Task to complete:
Search the data below for the string "http". Extract every line that contains it.

Records provided:

//! Chat-platform access behind a narrow trait.
//!
//! The scheduler and delivery tasks only need three things from Discord:
//! which guilds a user shares with the bot, what the user is called in a
//! guild, and the ability to post a message. Keeping that behind
//! [`ChatClient`] lets the whole birthday pipeline run against a mock in
//! tests.

use std::sync::Arc;

use anyhow::{Context as _, Result};
use async_trait::async_trait;
use serenity::cache::Cache;
use serenity::http::Http;
use serenity::model::id::{ChannelId, GuildId, UserId};

/// Mention markup for a user.
pub fn mention(user_id: u64) -> String {
    format!("<@{user_id}>")
}

#[async_trait]
pub trait ChatClient: Send + Sync {
    /// Guilds shared by the bot and the user.
    async fn mutual_guilds(&self, user_id: u64) -> Result<Vec<u64>>;

    /// The user's display name in a guild (nickname when set), or None if
    /// they are not a member.
    async fn member_display_name(&self, guild_id: u64, user_id: u64) -> Option<String>;

    async fn send(&self, channel_id: u64, content: &str) -> Result<()>;
}

/// Production client over serenity's cache and http.
pub struct SerenityChat {
    cache: Arc<Cache>,
    http: Arc<Http>,
}

impl SerenityChat {
    pub fn new(cache: Arc<Cache>, http: Arc<Http>) -> Self {
        SerenityChat { cache, http }
    }
}

#[async_trait]
impl ChatClient for SerenityChat {
    async fn mutual_guilds(&self, user_id: u64) -> Result<Vec<u64>> {
        let user_id = UserId(user_id);
        Ok(self
            .cache
            .guilds()
            .into_iter()
            .filter(|guild_id| self.cache.member(*guild_id, user_id).is_some())
            .map(|guild_id| guild_id.0)
            .collect())
    }

    async fn member_display_name(&self, guild_id: u64, user_id: u64) -> Option<String> {
        self.cache
            .member(GuildId(guild_id), UserId(user_id))
            .map(|member| member.display_name().to_string())
    }

    async fn send(&self, channel_id: u64, content: &str) -> Result<()> {
        ChannelId(channel_id)
            .say(&self.http, content)
            .await
            .with_context(|| format!("Failed to send message to channel {channel_id}"))?;
        Ok(())
    }
}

Reply:
use serenity::http::Http;
/// Production client over serenity's cache and http.
    http: Arc<Http>,
    pub fn new(cache: Arc<Cache>, http: Arc<Http>) -> Self {
        SerenityChat { cache, http }
            .say(&self.http, content)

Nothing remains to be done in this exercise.